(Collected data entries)
*****

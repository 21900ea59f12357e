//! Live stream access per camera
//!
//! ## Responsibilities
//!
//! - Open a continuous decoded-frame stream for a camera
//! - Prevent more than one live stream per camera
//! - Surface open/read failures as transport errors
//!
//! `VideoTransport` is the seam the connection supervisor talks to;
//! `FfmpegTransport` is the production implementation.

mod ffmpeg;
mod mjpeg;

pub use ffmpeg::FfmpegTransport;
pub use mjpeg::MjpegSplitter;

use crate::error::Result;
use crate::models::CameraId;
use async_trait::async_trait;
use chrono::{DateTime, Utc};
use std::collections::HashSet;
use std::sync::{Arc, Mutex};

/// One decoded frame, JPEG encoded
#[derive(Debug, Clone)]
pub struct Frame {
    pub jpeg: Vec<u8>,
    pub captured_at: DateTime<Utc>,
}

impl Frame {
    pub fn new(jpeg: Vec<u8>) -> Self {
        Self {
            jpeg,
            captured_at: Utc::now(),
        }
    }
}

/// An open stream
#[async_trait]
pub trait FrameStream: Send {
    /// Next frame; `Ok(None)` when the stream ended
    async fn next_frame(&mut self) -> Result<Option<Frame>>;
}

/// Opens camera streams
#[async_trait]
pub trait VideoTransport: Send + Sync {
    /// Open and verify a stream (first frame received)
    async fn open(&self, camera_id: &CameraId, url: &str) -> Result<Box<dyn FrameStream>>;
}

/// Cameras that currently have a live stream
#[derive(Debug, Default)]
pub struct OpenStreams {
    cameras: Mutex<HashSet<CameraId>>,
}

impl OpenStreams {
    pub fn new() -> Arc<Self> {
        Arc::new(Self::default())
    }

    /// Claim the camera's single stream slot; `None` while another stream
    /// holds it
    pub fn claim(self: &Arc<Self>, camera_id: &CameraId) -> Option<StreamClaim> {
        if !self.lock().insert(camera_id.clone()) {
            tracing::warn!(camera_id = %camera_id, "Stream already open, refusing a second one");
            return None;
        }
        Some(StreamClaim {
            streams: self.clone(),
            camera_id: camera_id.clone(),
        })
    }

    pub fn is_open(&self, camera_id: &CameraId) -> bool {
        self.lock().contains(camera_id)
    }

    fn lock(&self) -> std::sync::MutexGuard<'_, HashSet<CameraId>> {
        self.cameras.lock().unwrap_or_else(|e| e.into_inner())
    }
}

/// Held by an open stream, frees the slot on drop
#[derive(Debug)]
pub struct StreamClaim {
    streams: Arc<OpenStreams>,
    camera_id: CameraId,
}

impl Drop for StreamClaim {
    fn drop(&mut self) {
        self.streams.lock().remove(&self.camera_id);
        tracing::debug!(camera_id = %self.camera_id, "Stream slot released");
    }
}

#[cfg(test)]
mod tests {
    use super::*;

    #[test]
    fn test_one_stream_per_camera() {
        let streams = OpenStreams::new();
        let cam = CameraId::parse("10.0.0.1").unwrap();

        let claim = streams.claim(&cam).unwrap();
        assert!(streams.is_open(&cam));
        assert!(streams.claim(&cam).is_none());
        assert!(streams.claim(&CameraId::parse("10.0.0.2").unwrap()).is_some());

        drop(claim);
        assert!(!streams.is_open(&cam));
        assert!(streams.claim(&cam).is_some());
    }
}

*****

- [What you have to do]: If a line in the records has the word "mjpeg", copy that line.

- [Finished exercise]:
mod mjpeg;
pub use mjpeg::MjpegSplitter;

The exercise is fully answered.